- The problem -
From the first line to the last, retype the data below exactly.
(Data to examine begins)
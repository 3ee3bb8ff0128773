//! Application constants

pub const PAGE_TITLE: &str = "ENS dApp";

// Greeting copy
pub const COLLECTION_NAME: &str = "Crypto Devs Punks";
pub const GREETING_PREFIX: &str = "Bienvenid@ a";
pub const DESCRIPTION: &str = "Es una colección NFT para Crypto Devs Punks.";

// Connection control
pub const CONNECT_LABEL: &str = "Conecta tu wallet";
pub const CONNECTED_LABEL: &str = "Wallet conectada";
pub const WRONG_NETWORK_NOTICE: &str = "Por favor cambia tu red a";

// Assets
pub const COLLECTION_IMAGE: &str = "./learnweb3punks.png";

pub const FOOTER_TEXT: &str = "Made with \u{2764} by Crypto Devs";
(Data to examine ends)
- Task answer -
repository 3ee3bb8ff0128773
//! Application constants

pub const PAGE_TITLE: &str = "ENS dApp";

// Greeting copy
pub const COLLECTION_NAME: &str = "Crypto Devs Punks";
pub const GREETING_PREFIX: &str = "Bienvenid@ a";
pub const DESCRIPTION: &str = "Es una colección NFT para Crypto Devs Punks.";

// Connection control
pub const CONNECT_LABEL: &str = "Conecta tu wallet";
pub const CONNECTED_LABEL: &str = "Wallet conectada";
pub const WRONG_NETWORK_NOTICE: &str = "Por favor cambia tu red a";

// Assets
pub const COLLECTION_IMAGE: &str = "./learnweb3punks.png";

pub const FOOTER_TEXT: &str = "Made with \u{2764} by Crypto Devs";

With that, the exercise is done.